My answer:  It depends.  Anybody can write a book these days. Almost 3 million titles were published last year alone (includes self-published books). Apple even provides free software (iBook) so  you can download a template to publish your own ebook.  But if you’re talking about writing a great book, published by a major publisher, well reviewed by objective readers, that sells well, then that’s an altogether different story.

If you’re inclined to try your hand, here are a few lessons I’ve learned after having published 46 of my own:

  1. Build your platformThe most difficult thing is not writing your book, but getting attention for your book above the noise.  Publishers want to know how you will reach your intended readers.  In what circles are you well known?  What connections do you have with other high-profile people who might help you get attention for your book?  How active are you on social media?  In industry associations? In community activities?  How large is your mailing list?
  2. Study the market.  You may have heard the old adage, “Write what you know.” That’s solid advice for novel writing; if you write from personal experience, the emotion will ring true. But in other genres, look to other levers for impetus: What problems need to be solved? What trends do you see on the horizon? What myths need to be exposed? What principles do people need to embrace?  Grab an idea that appeals to the masses or that addresses a single issue for a niche market.  Either way, study the market for your idea and the books that already compete on the topic.
  3. Know your audience.  Picture the ideal person to buy your book: age, gender, education, career, family, dreams, goals, fears, problems.  Write for that one person.
  4. Write a great proposal.  There’s no one template for a great proposal any more than there’s one way to make a chocolate cake.  But then all chocolate cakes do have a few common ingredients.  Likewise, great proposals will overview the concept clearly and crisply, provide a comprehensive marketing plan, and include the author biography.  Learn what goes into winning proposals.
  5. Craft a great title.  While a mediocre title won’t keep a good book from selling, a great title can sell a mediocre book.  My agent once held my proposal on a time-sensitive topic for 12 days before submitting it to publishers because he thought we could come up with a better title than my first attempt. Titles either titillate readers or torpedo your proposal.
  6. Follow through on the project.  At some point, you do have to sit down and write the book—rather than just talk about it.  It always surprises me how often a would-be writer sells an idea to agent or editor and gets a go-ahead and contract, but then never delivers the manuscript.  Writing a book proves to be just like any other long-term project; it requires a plan, complete with interim steps and deadlines.  Waiting for inspiration is for the mystics among us.
  7. Make your writing riveting—or at least readable.  Today’s readers have too much competing for their attention to struggle with heavy prose, jargon, convoluted sentences, and grammar glitches.  They skim, skip, and click through your pages, wanting to be engaged, informed, persuaded, or amused. If they snooze, you lose.
  8.  Promote, promote, promote like it all depends on you.  Publishers distribute your book so that it’s available in stores and online.

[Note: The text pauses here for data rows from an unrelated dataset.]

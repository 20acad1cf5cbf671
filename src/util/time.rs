/// Get the current time in seconds since the UNIX epoch
pub fn current_time_secs() -> f64 {
    std::time::SystemTime::now()
        .duration_since(std::time::UNIX_EPOCH)
        .unwrap_or_default()
        .as_secs_f64()
}

/// Get a timestamp in seconds since the UNIX epoch
pub fn timestamp_secs() -> u64 {
    current_time_secs() as u64
}
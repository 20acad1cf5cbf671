use serde::{Deserialize, Serialize};
use thiserror::Error;

/// Errors that can occur when parsing a textual color
#[derive(Debug, Clone, PartialEq, Eq, Error)]
pub enum ColorParseError {
    /// The string is not of the form `#rrggbb`
    #[error("Expected a '#' followed by 6 hex digits, got {0:?}")]
    MalformedHex(String),

    /// A channel pair contained a non-hexadecimal character
    #[error("Invalid hex digit in color channel {0:?}")]
    InvalidDigit(String),
}

/// An RGBA color with 8 bits per channel.
///
/// Equality is exact per-channel comparison, alpha included — two colors
/// differing only in alpha are different colors.
#[derive(Debug, Clone, Copy, PartialEq, Eq, Serialize, Deserialize)]
pub struct Color {
    pub r: u8,
    pub g: u8,
    pub b: u8,
    pub a: u8,
}

impl Color {
    pub const WHITE: Color = Color::rgb(255, 255, 255);
    pub const BLACK: Color = Color::rgb(0, 0, 0);
    pub const TRANSPARENT: Color = Color::from_channels(0, 0, 0, 0);

    /// Create a color from explicit channel values
    pub const fn from_channels(r: u8, g: u8, b: u8, a: u8) -> Self {
        Self { r, g, b, a }
    }

    /// Create a fully opaque color from RGB channels
    pub const fn rgb(r: u8, g: u8, b: u8) -> Self {
        Self { r, g, b, a: 255 }
    }

    /// Parse a `#rrggbb` hex string into a fully opaque color.
    ///
    /// The input must be exactly a `#` followed by 6 hex digits; anything
    /// else is rejected rather than silently mapped to a default.
    pub fn from_hex(s: &str) -> Result<Self, ColorParseError> {
        let digits = s
            .strip_prefix('#')
            .ok_or_else(|| ColorParseError::MalformedHex(s.to_string()))?;
        if digits.len() != 6 || !digits.is_ascii() {
            return Err(ColorParseError::MalformedHex(s.to_string()));
        }

        // from_str_radix tolerates a leading '+', which is not a hex digit
        let channel = |pair: &str| {
            if !pair.bytes().all(|b| b.is_ascii_hexdigit()) {
                return Err(ColorParseError::InvalidDigit(pair.to_string()));
            }
            u8::from_str_radix(pair, 16)
                .map_err(|_| ColorParseError::InvalidDigit(pair.to_string()))
        };

        Ok(Self {
            r: channel(&digits[0..2])?,
            g: channel(&digits[2..4])?,
            b: channel(&digits[4..6])?,
            a: 255,
        })
    }

    /// Format the RGB channels as a `#rrggbb` string. Alpha is dropped.
    pub fn to_hex(&self) -> String {
        format!("#{:02x}{:02x}{:02x}", self.r, self.g, self.b)
    }
}

#[cfg(test)]
mod tests {
    use super::*;

    #[test]
    fn hex_round_trip_preserves_rgb() {
        let color = Color::rgb(0x12, 0xab, 0xef);
        assert_eq!(Color::from_hex(&color.to_hex()), Ok(color));
    }

    #[test]
    fn parse_forces_opaque_alpha() {
        let color = Color::from_hex("#000000").unwrap();
        assert_eq!(color.a, 255);
        assert_eq!(color, Color::BLACK);
    }

    #[test]
    fn to_hex_drops_alpha() {
        let translucent = Color::from_channels(0xff, 0x00, 0x00, 128);
        assert_eq!(translucent.to_hex(), "#ff0000");
    }

    #[test]
    fn malformed_inputs_are_rejected() {
        for bad in ["", "#", "ffffff", "#fff", "#fffffff", "#ggg000", "#ff ff0", "#+f0000"] {
            assert!(Color::from_hex(bad).is_err(), "accepted {bad:?}");
        }
    }

    #[test]
    fn alpha_participates_in_equality() {
        let opaque = Color::rgb(10, 20, 30);
        let faded = Color::from_channels(10, 20, 30, 254);
        assert_ne!(opaque, faded);
    }
}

They also do a fairly good job of selling sub-rights: audio series, electronic rights, movies, and foreign translations.  A few do a good job at marketing and promoting your book. But for the most part, they count on authors to be the chief marketer.  So understand and plan for that role from the very beginning, include it in your proposal, think “marketing” as you write your book, and allocate sufficient time in your career game plan.

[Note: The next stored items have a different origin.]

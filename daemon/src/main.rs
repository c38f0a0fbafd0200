//! verivote daemon — entry point for the voting service and the auditor.

use clap::Parser;
use serde::Deserialize;
use std::path::PathBuf;
use std::sync::Arc;
use verivote_auditor::{Auditor, LedgerClient, Verdict};
use verivote_rpc::{AppState, RpcServer};
use verivote_store::LedgerStore;
use verivote_store_mem::MemoryLedger;
use verivote_verify::{CheckpointStore, FileCheckpointStore, MemoryCheckpointStore};
use verivote_voting::VotingWorkflow;

#[derive(Parser)]
#[command(name = "verivote-daemon", about = "verivote voting service daemon")]
struct Cli {
    /// HTTP port for the voting service.
    #[arg(long, default_value_t = 8080, env = "VERIVOTE_PORT")]
    port: u16,

    /// Admissible candidate codes (comma-separated, e.g. "1,2,3").
    /// Empty means any non-zero code is accepted.
    #[arg(long, env = "VERIVOTE_CANDIDATES", value_delimiter = ',')]
    candidates: Vec<u16>,

    /// File the server persists its verified-read checkpoint in.
    /// Unset means in-memory only.
    #[arg(long, env = "VERIVOTE_CHECKPOINT_FILE")]
    checkpoint_file: Option<PathBuf>,

    /// Path to a TOML configuration file. If provided, file settings
    /// are used as the base; CLI flags and env vars override them.
    #[arg(long)]
    config: Option<PathBuf>,

    #[command(subcommand)]
    command: Command,
}

#[derive(clap::Subcommand)]
enum Command {
    /// Run the voting service.
    Serve,
    /// Audit a running service for ledger tampering.
    Audit {
        /// Base URL of the service to audit.
        #[arg(long, default_value = "http://127.0.0.1:8080", env = "VERIVOTE_AUDIT_URL")]
        url: String,

        /// File the auditor persists its baseline checkpoint in.
        #[arg(long, default_value = "./verivote_audit.json")]
        state_file: PathBuf,

        /// Seconds between audit rounds. `0` runs a single round and exits.
        #[arg(long, default_value_t = 0)]
        interval: u64,
    },
}

/// Service settings loadable from a TOML file.
#[derive(Debug, Default, Deserialize)]
struct ServiceConfig {
    port: Option<u16>,
    candidates: Option<Vec<u16>>,
    checkpoint_file: Option<PathBuf>,
}

impl ServiceConfig {
    fn load(path: &PathBuf) -> Option<Self> {
        match std::fs::read_to_string(path) {
            Ok(contents) => match toml::from_str::<ServiceConfig>(&contents) {
                Ok(cfg) => {
                    tracing::info!("Loaded config from {}", path.display());
                    Some(cfg)
                }
                Err(e) => {
                    tracing::warn!("Failed to parse config file: {e}, using CLI defaults");
                    None
                }
            },
            Err(e) => {
                tracing::warn!(
                    "Failed to read config file {}: {e}, using CLI defaults",
                    path.display()
                );
                None
            }
        }
    }
}

#[tokio::main]
async fn main() -> anyhow::Result<()> {
    verivote_utils::init_tracing();

    let cli = Cli::parse();

    let file_config = cli
        .config
        .as_ref()
        .and_then(ServiceConfig::load)
        .unwrap_or_default();

    // CLI flags and env vars override file settings.
    let port = if cli.port != 8080 {
        cli.port
    } else {
        file_config.port.unwrap_or(cli.port)
    };
    let candidates = if cli.candidates.is_empty() {
        file_config.candidates.unwrap_or_default()
    } else {
        cli.candidates.clone()
    };
    let checkpoint_file = cli.checkpoint_file.clone().or(file_config.checkpoint_file);

    match cli.command {
        Command::Serve => {
            let store: Arc<dyn LedgerStore> = Arc::new(MemoryLedger::new());
            let mut workflow = VotingWorkflow::new(store.clone());
            if !candidates.is_empty() {
                tracing::info!("restricting candidate codes to {candidates:?}");
                workflow = workflow.with_candidates(candidates);
            }

            let checkpoints: Box<dyn CheckpointStore> = match checkpoint_file {
                Some(path) => Box::new(FileCheckpointStore::new(path)),
                None => Box::new(MemoryCheckpointStore::new()),
            };

            let state = Arc::new(AppState::new(store, workflow, checkpoints));
            tracing::info!("Starting verivote service on port {port}");
            RpcServer::new(port, state).start().await?;
        }
        Command::Audit {
            url,
            state_file,
            interval,
        } => {
            let client = LedgerClient::new(&url);
            let cache = FileCheckpointStore::new(&state_file);
            let mut auditor = Auditor::new(client, cache);

            loop {
                let verdict = auditor.run_once().await?;
                if verdict == Verdict::Tampered {
                    anyhow::bail!("ledger at {url} failed the consistency audit");
                }
                if interval == 0 {
                    break;
                }
                tokio::time::sleep(std::time::Duration::from_secs(interval)).await;
            }
        }
    }

    Ok(())
}
//! Durable storage for the single trusted checkpoint.
//!
//! The engine serializes the whole load-verify-save cycle behind one mutex,
//! so implementations only need plain `load`/`save`; they are always called
//! with the engine's lock held.

use serde::{Deserialize, Serialize};
use std::fs;
use std::io;
use std::path::{Path, PathBuf};
use thiserror::Error;
use verivote_types::Checkpoint;

#[derive(Debug, Error)]
pub enum CacheError {
    #[error("checkpoint i/o error: {0}")]
    Io(#[from] io::Error),

    #[error("checkpoint serialization error: {0}")]
    Serialization(String),
}

/// Persistence contract for the trusted checkpoint.
pub trait CheckpointStore: Send {
    /// The last trusted checkpoint, or `None` if nothing was ever trusted.
    fn load(&mut self) -> Result<Option<Checkpoint>, CacheError>;

    /// Replace the trusted checkpoint. Only called after verification.
    fn save(&mut self, checkpoint: &Checkpoint) -> Result<(), CacheError>;
}

impl<T: CheckpointStore + ?Sized> CheckpointStore for Box<T> {
    fn load(&mut self) -> Result<Option<Checkpoint>, CacheError> {
        (**self).load()
    }

    fn save(&mut self, checkpoint: &Checkpoint) -> Result<(), CacheError> {
        (**self).save(checkpoint)
    }
}

/// In-memory checkpoint store (tests, short-lived clients).
#[derive(Default)]
pub struct MemoryCheckpointStore {
    checkpoint: Option<Checkpoint>,
}

impl MemoryCheckpointStore {
    pub fn new() -> Self {
        Self::default()
    }
}

impl CheckpointStore for MemoryCheckpointStore {
    fn load(&mut self) -> Result<Option<Checkpoint>, CacheError> {
        Ok(self.checkpoint.clone())
    }

    fn save(&mut self, checkpoint: &Checkpoint) -> Result<(), CacheError> {
        self.checkpoint = Some(checkpoint.clone());
        Ok(())
    }
}

/// On-disk JSON serialization of a checkpoint.
#[derive(Serialize, Deserialize)]
struct CheckpointFile {
    checkpoint: Checkpoint,
}

/// File-backed checkpoint store, surviving restarts.
///
/// Writes go to a sibling temp file first and are renamed into place, so a
/// crash mid-save leaves the previous checkpoint intact.
pub struct FileCheckpointStore {
    path: PathBuf,
}

impl FileCheckpointStore {
    pub fn new(path: impl AsRef<Path>) -> Self {
        Self {
            path: path.as_ref().to_path_buf(),
        }
    }

    fn temp_path(&self) -> PathBuf {
        let mut p = self.path.as_os_str().to_owned();
        p.push(".tmp");
        PathBuf::from(p)
    }
}

impl CheckpointStore for FileCheckpointStore {
    fn load(&mut self) -> Result<Option<Checkpoint>, CacheError> {
        let contents = match fs::read_to_string(&self.path) {
            Ok(c) => c,
            Err(e) if e.kind() == io::ErrorKind::NotFound => return Ok(None),
            Err(e) => return Err(e.into()),
        };
        let file: CheckpointFile = serde_json::from_str(&contents)
            .map_err(|e| CacheError::Serialization(e.to_string()))?;
        Ok(Some(file.checkpoint))
    }

    fn save(&mut self, checkpoint: &Checkpoint) -> Result<(), CacheError> {
        if let Some(parent) = self.path.parent() {
            if !parent.as_os_str().is_empty() {
                fs::create_dir_all(parent)?;
            }
        }
        let file = CheckpointFile {
            checkpoint: checkpoint.clone(),
        };
        let json = serde_json::to_string_pretty(&file)
            .map_err(|e| CacheError::Serialization(e.to_string()))?;
        let temp = self.temp_path();
        fs::write(&temp, json)?;
        fs::rename(&temp, &self.path)?;
        Ok(())
    }
}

If you’d like to learn more about this process, you may be interested in the upcoming Writer’s Conference in Dallas on July 21 mentioned in the graphic below.  (Note:  I have no financial stake in your attending the conference, but I will be doing the opening keynote.  So if you decide to attend, please come up and introduce yourself.)

In any case, if publishing is in your career plan (or retirement plan, for that matter), all best wishes for a stellar seller.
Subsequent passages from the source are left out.